Return the run of lines below that opens with the line containing "current_artifact = fixed;" and closes with the line containing "let report_path = self", keeping each one exact.

====== Extracted entries

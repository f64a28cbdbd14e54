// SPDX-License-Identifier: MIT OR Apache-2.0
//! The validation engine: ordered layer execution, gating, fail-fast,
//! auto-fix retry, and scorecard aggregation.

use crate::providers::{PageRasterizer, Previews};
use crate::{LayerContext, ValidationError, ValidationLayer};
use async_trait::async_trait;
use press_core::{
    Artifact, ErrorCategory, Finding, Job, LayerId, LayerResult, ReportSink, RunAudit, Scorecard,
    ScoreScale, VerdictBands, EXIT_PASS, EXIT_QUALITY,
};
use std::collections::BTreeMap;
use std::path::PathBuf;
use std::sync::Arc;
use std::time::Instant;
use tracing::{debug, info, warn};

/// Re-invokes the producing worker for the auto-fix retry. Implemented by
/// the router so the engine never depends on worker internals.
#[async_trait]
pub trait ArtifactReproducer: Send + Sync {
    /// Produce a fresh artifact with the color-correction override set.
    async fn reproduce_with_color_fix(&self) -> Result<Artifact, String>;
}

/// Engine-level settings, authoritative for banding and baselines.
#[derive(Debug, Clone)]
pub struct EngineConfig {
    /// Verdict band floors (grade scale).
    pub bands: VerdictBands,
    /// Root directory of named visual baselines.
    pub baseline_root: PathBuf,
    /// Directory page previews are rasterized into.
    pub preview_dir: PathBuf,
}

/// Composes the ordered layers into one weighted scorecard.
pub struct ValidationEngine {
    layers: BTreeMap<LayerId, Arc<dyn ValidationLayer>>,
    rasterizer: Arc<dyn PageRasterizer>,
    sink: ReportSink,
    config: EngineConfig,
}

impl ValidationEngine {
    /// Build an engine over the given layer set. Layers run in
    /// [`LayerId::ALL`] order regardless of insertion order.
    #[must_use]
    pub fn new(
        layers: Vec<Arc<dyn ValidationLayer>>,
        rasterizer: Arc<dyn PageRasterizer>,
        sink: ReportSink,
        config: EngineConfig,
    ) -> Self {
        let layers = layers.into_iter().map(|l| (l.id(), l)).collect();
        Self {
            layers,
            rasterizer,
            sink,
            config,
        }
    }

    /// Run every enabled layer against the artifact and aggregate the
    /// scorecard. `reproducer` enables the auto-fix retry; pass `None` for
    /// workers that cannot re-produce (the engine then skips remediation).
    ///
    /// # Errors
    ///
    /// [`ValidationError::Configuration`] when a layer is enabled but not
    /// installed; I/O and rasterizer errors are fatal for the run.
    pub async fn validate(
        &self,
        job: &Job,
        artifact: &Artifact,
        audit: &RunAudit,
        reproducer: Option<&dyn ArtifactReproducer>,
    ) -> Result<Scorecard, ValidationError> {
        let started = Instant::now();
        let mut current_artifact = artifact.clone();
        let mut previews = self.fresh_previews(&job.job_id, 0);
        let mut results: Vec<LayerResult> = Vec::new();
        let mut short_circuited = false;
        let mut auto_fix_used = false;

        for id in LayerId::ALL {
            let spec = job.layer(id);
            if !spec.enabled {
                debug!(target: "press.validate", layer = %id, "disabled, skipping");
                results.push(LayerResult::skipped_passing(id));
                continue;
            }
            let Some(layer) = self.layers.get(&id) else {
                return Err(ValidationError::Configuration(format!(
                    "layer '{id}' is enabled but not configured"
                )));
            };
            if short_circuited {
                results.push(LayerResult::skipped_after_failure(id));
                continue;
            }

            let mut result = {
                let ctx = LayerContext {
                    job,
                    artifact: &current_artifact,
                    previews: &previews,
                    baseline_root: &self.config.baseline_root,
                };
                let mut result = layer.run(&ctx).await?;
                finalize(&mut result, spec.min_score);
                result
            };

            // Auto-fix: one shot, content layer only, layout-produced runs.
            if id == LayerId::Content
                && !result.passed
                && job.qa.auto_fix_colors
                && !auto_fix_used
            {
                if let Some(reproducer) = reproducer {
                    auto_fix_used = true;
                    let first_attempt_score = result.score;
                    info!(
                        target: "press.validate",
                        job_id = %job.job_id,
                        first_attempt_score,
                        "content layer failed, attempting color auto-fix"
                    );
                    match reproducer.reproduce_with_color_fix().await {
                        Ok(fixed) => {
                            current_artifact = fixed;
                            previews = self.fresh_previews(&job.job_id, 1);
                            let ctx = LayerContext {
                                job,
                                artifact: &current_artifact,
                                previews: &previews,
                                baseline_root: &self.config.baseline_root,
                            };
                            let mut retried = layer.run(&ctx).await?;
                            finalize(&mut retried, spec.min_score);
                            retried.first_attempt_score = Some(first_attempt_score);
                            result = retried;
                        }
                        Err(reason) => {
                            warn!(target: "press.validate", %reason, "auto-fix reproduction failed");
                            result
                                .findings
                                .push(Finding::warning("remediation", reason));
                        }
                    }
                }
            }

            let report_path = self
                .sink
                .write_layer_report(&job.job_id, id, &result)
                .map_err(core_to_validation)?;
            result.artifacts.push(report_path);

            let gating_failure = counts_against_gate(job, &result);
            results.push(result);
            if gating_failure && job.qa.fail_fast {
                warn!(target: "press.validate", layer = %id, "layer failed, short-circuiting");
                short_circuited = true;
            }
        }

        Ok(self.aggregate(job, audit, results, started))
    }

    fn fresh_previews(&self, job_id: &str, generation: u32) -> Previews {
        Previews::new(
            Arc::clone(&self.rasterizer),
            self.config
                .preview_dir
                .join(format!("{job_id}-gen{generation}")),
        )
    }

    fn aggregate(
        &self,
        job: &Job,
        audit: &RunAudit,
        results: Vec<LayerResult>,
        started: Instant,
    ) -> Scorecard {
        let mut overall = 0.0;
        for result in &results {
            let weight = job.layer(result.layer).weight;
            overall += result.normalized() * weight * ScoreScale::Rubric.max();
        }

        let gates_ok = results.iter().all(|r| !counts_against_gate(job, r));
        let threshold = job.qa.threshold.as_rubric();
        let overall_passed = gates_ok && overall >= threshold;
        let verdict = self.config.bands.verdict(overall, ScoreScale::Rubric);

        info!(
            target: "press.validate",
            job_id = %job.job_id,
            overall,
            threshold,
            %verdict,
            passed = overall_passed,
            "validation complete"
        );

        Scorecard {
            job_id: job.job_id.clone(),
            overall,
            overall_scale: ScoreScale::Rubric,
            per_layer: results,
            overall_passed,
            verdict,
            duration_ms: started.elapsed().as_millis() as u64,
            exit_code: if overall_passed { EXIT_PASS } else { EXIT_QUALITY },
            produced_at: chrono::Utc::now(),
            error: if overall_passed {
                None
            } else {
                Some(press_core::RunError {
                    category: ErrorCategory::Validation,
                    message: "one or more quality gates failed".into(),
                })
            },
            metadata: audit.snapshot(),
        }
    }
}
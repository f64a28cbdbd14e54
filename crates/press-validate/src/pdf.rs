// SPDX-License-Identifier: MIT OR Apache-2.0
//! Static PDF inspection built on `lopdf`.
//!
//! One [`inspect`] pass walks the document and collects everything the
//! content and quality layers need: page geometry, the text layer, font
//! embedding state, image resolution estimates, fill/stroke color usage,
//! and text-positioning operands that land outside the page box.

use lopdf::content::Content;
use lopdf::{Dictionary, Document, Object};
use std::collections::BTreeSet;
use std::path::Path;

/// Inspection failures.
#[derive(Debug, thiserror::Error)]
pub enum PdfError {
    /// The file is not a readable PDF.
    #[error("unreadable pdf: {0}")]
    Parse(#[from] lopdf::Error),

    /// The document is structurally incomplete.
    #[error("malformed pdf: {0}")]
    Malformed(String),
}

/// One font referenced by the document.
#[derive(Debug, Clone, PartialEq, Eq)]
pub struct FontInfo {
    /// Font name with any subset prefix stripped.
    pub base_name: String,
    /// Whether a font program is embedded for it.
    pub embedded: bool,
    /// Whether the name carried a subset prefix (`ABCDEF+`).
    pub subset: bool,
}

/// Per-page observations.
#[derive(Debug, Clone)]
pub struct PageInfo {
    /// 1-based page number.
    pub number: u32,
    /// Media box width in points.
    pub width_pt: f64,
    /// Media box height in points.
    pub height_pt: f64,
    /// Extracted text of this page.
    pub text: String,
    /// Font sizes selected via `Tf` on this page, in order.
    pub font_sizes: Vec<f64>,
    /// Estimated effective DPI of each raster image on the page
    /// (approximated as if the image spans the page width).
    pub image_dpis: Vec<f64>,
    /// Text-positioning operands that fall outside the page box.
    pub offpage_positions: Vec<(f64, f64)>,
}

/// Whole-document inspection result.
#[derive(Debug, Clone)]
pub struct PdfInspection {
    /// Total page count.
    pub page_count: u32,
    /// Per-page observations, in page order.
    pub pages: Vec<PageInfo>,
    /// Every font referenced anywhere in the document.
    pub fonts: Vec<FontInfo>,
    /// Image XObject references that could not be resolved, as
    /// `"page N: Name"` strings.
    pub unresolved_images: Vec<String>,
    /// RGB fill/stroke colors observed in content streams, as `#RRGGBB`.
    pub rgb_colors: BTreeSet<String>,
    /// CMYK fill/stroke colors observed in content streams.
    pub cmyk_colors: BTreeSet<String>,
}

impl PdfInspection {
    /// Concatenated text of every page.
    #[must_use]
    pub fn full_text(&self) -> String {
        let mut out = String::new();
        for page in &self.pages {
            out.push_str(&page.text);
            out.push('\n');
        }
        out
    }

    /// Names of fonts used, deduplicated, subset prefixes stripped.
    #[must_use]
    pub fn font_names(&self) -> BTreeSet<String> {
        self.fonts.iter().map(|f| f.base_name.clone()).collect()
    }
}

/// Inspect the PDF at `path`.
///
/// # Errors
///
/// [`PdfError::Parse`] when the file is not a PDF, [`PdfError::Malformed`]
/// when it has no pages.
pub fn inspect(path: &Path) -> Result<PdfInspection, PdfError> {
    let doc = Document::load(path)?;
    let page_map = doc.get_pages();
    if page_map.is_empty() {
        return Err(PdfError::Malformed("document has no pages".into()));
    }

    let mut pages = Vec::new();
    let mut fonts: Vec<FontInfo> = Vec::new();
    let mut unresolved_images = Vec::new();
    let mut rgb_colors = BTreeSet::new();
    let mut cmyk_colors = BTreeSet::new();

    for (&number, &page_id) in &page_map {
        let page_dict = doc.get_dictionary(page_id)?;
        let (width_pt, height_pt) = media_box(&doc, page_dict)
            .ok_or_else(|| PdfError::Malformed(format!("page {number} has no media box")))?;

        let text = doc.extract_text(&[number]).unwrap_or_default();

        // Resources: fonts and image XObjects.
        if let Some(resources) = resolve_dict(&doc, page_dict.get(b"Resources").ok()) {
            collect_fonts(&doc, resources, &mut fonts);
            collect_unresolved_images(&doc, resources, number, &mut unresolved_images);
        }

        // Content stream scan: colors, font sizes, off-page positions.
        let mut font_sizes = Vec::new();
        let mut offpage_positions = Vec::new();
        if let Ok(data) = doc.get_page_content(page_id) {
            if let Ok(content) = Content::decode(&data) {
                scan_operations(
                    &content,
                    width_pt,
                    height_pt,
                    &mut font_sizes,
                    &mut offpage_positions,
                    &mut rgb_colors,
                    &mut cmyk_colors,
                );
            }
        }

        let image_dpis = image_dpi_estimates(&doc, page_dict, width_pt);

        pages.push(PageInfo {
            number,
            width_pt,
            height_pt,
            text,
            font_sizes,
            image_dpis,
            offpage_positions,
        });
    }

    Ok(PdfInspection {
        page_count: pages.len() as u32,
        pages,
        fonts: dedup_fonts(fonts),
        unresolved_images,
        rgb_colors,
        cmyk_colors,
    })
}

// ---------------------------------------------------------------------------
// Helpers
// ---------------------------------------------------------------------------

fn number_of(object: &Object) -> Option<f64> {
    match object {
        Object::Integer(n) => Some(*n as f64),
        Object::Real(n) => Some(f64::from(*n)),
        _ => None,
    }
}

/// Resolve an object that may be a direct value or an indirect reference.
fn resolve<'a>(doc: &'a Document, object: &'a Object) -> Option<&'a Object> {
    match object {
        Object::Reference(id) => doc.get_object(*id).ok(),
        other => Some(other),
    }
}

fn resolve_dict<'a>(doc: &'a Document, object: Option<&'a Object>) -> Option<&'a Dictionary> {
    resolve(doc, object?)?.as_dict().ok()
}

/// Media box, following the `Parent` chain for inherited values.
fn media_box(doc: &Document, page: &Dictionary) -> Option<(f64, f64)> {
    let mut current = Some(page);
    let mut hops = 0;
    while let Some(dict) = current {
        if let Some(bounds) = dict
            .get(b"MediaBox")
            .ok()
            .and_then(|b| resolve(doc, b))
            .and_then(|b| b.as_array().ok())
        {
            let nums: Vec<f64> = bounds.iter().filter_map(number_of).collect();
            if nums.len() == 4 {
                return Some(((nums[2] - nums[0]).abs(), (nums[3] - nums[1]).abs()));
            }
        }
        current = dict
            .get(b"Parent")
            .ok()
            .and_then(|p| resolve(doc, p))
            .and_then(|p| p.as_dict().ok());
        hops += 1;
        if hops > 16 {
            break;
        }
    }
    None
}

============
====== Extracted entries

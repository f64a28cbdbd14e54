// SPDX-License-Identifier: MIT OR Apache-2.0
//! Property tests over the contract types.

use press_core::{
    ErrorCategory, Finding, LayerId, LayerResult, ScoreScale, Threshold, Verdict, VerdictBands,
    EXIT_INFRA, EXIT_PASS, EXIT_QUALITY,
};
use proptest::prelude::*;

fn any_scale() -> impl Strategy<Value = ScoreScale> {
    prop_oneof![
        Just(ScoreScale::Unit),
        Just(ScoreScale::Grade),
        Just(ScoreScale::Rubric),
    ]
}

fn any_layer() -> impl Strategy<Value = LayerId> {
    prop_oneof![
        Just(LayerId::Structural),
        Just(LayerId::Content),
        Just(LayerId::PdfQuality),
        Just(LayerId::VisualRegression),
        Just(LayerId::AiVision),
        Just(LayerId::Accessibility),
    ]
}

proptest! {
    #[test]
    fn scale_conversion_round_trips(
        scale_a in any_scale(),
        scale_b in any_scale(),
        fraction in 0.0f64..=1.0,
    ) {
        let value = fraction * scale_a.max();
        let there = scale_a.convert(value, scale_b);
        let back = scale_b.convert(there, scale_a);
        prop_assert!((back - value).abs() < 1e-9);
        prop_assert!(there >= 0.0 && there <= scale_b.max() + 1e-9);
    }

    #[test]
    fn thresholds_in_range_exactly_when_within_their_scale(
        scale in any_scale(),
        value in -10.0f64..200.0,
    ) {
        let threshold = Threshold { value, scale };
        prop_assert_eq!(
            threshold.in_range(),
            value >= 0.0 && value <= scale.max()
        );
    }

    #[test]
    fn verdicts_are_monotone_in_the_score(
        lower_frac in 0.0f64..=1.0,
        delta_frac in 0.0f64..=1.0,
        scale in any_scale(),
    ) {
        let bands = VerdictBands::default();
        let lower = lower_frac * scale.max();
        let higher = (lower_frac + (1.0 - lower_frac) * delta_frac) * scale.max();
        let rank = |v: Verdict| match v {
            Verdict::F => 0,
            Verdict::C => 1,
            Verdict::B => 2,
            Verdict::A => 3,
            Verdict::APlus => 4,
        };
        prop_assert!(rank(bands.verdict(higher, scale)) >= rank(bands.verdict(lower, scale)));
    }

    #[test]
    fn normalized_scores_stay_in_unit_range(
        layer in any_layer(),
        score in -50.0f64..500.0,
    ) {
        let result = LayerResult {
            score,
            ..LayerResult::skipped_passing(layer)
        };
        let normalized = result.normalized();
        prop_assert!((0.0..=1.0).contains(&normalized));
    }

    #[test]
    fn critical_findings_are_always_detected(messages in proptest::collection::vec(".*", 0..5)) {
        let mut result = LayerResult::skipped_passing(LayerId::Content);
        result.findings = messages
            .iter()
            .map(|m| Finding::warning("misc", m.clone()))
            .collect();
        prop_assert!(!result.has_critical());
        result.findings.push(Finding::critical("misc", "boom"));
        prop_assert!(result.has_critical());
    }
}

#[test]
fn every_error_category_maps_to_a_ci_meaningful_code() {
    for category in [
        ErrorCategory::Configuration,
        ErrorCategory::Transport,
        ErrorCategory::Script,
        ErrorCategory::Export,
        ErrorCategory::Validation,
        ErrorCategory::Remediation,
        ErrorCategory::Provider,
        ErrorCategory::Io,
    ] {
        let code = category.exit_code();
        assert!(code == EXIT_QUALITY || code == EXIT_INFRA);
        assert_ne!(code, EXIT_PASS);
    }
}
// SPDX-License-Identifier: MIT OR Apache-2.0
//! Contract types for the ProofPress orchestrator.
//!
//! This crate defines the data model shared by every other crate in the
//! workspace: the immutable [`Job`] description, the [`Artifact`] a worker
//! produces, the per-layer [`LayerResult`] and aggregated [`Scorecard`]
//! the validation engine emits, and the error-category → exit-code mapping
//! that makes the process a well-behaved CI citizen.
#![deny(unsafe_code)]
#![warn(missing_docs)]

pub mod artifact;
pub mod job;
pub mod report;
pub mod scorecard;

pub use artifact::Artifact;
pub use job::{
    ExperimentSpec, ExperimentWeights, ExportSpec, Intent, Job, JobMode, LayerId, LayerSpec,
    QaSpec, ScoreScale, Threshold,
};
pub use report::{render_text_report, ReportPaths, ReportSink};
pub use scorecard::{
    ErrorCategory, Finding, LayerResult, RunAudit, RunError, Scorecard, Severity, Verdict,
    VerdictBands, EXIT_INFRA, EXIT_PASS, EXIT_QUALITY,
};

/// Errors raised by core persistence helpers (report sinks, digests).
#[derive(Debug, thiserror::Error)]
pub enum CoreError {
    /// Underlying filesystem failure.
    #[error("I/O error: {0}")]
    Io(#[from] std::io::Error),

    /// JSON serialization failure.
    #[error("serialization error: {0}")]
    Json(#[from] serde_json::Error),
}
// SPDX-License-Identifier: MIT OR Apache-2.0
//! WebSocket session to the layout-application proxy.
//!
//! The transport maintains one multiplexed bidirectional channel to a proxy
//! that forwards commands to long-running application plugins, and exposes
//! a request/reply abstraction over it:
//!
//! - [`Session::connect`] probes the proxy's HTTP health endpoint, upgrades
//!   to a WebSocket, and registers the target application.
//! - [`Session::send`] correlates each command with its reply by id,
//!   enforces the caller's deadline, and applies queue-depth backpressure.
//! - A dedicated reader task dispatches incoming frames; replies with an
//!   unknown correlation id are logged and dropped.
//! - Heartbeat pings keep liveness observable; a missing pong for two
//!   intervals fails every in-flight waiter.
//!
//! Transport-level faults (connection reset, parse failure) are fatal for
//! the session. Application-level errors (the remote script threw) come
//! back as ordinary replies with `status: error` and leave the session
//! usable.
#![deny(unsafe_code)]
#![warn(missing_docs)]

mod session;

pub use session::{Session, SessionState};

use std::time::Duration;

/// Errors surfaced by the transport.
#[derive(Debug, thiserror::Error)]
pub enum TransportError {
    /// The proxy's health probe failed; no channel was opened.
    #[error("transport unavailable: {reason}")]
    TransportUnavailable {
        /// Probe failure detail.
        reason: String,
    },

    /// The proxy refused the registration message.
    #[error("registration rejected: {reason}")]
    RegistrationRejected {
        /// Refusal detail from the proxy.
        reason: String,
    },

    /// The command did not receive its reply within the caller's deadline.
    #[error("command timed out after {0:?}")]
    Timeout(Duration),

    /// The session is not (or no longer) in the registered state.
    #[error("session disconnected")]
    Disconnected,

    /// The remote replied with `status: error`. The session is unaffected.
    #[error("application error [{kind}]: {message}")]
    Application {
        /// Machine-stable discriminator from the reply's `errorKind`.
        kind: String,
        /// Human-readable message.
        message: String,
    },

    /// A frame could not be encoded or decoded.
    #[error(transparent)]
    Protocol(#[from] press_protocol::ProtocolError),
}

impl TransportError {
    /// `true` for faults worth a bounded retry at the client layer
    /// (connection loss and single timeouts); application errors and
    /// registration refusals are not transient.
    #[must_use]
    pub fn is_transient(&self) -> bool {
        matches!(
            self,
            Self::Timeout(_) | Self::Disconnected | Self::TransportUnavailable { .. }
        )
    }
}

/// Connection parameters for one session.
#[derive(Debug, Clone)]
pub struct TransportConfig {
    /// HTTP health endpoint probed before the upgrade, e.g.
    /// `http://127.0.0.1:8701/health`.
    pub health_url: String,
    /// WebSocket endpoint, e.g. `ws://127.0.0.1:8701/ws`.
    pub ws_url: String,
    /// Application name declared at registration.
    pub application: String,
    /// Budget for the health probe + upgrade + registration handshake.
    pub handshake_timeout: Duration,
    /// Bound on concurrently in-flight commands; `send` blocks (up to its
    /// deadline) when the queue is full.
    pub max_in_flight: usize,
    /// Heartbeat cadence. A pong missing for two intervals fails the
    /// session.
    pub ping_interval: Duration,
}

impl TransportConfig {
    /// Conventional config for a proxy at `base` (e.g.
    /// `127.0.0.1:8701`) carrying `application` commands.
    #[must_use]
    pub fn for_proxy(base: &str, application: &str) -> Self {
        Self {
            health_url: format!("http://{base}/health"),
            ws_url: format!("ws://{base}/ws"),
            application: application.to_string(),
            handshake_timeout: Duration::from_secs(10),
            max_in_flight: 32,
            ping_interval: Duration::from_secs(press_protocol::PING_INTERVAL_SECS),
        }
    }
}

============
====== Extracted entries

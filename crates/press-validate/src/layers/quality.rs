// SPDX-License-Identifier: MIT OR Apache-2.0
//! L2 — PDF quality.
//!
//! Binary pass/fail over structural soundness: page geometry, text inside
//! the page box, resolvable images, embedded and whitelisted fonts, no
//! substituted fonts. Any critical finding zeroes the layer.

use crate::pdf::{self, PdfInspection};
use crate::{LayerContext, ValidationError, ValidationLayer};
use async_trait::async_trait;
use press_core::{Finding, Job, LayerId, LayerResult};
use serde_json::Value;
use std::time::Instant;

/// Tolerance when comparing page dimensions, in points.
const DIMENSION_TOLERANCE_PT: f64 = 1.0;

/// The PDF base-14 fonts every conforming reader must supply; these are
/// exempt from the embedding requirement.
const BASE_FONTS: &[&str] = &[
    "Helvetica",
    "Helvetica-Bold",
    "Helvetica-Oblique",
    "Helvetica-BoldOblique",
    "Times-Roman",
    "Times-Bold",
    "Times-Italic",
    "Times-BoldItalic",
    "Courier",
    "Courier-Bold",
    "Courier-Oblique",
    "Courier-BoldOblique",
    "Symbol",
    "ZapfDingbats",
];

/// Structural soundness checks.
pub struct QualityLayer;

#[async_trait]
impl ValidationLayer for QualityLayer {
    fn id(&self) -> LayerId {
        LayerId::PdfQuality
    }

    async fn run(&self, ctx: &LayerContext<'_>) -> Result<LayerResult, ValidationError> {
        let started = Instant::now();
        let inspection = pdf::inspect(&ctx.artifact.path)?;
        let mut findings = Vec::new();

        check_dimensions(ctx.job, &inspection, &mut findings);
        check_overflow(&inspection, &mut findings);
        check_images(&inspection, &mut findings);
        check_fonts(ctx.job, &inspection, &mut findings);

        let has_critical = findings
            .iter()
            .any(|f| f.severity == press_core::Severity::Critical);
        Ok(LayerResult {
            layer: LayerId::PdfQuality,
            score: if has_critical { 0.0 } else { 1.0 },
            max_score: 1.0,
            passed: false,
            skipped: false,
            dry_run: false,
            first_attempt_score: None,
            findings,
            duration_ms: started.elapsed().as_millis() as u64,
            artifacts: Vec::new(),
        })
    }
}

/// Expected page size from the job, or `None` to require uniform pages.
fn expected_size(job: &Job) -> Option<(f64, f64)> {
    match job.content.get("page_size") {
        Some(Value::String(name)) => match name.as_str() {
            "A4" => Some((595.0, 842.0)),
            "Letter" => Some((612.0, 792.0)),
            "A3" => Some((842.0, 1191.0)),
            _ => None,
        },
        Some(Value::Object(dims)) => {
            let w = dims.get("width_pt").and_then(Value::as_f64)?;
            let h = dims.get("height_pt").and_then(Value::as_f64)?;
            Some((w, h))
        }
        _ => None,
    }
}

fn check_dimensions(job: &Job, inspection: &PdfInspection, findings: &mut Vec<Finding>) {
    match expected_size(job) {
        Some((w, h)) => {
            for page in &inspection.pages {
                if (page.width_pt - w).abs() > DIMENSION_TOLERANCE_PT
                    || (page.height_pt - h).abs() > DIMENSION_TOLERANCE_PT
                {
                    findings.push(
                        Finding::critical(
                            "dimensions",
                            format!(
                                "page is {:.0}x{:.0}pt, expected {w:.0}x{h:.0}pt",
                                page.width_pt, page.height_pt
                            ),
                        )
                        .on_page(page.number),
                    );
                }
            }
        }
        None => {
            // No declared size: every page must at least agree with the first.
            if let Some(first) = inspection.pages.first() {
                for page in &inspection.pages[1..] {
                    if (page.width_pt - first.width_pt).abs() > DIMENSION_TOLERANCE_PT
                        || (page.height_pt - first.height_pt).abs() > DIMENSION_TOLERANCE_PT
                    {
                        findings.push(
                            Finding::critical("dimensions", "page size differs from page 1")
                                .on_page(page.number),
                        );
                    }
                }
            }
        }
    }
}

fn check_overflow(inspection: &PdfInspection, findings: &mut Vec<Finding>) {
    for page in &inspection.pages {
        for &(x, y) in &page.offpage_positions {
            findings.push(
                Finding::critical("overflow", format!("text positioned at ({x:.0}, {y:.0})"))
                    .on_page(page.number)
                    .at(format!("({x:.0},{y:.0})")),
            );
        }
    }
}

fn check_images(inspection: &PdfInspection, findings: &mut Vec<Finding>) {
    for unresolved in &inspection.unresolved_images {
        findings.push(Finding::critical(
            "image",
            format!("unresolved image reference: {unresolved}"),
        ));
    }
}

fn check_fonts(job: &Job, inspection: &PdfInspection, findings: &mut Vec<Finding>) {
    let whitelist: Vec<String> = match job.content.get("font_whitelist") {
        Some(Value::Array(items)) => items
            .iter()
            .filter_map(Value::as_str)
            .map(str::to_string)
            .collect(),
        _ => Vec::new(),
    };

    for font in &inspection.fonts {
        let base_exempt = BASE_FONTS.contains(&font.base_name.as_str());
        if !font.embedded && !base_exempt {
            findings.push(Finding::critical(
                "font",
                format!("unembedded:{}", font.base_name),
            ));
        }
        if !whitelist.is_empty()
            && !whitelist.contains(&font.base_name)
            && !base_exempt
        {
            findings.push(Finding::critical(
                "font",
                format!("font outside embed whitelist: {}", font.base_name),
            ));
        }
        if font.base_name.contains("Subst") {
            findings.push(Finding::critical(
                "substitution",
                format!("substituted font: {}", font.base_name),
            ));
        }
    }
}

============

**Written response**
                            current_artifact = fixed;
                            previews = self.fresh_previews(&job.job_id, 1);
                            let ctx = LayerContext {
                                job,
                                artifact: &current_artifact,
                                previews: &previews,
                                baseline_root: &self.config.baseline_root,
                            };
                            let mut retried = layer.run(&ctx).await?;
                            finalize(&mut retried, spec.min_score);
                            retried.first_attempt_score = Some(first_attempt_score);
                            result = retried;
                        }
                        Err(reason) => {
                            warn!(target: "press.validate", %reason, "auto-fix reproduction failed");
                            result
                                .findings
                                .push(Finding::warning("remediation", reason));
                        }
                    }
                }
            }

            let report_path = self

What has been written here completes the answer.